**ENTRIES SHOWN:**

----------

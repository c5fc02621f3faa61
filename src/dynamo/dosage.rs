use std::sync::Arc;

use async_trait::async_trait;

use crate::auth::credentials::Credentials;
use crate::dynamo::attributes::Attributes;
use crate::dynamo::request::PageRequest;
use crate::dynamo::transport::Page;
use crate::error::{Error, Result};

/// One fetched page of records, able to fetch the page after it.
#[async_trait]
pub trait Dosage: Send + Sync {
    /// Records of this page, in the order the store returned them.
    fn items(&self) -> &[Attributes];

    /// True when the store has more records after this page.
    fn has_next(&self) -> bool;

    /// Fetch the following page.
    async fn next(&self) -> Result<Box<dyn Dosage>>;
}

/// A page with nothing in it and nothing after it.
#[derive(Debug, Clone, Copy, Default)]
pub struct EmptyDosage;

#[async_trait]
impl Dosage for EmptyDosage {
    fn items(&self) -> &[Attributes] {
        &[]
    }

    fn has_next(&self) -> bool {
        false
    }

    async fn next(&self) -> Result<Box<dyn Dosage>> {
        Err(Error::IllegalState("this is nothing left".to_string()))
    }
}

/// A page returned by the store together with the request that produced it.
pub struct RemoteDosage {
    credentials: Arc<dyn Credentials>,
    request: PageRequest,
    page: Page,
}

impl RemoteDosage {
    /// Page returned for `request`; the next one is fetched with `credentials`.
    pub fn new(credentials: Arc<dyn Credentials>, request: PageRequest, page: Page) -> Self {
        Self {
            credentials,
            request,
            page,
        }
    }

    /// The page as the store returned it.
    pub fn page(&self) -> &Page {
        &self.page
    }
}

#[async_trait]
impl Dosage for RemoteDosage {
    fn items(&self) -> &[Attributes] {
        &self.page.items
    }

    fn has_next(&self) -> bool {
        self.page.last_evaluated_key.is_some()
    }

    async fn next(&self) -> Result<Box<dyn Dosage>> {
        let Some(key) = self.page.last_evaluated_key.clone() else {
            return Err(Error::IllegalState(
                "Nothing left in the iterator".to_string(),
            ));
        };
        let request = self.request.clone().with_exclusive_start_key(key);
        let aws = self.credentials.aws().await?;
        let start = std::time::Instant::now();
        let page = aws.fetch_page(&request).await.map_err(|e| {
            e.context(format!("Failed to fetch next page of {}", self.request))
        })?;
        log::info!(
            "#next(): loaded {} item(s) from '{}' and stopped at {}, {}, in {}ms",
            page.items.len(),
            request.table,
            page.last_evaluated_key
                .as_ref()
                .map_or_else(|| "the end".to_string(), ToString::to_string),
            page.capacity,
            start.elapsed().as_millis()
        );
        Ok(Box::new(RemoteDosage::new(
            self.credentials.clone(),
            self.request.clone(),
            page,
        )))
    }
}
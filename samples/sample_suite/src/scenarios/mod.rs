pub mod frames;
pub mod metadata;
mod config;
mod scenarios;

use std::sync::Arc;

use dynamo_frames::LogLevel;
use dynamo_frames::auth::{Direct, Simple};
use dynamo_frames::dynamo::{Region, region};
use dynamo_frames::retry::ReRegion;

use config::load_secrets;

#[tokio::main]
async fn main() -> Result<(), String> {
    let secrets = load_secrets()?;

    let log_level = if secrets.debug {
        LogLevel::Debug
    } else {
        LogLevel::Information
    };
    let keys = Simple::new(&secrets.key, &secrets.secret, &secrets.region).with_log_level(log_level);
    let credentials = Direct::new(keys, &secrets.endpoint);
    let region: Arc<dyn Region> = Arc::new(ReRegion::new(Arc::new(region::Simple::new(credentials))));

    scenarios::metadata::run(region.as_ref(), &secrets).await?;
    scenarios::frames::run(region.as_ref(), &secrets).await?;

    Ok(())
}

----------

**REQUIRED ACTION:** All lines above that include the word "Attributes" should be located and copied.

**RESULT OF THE TASK:**
use crate::dynamo::attributes::Attributes;
    fn items(&self) -> &[Attributes];
    fn items(&self) -> &[Attributes] {
    fn items(&self) -> &[Attributes] {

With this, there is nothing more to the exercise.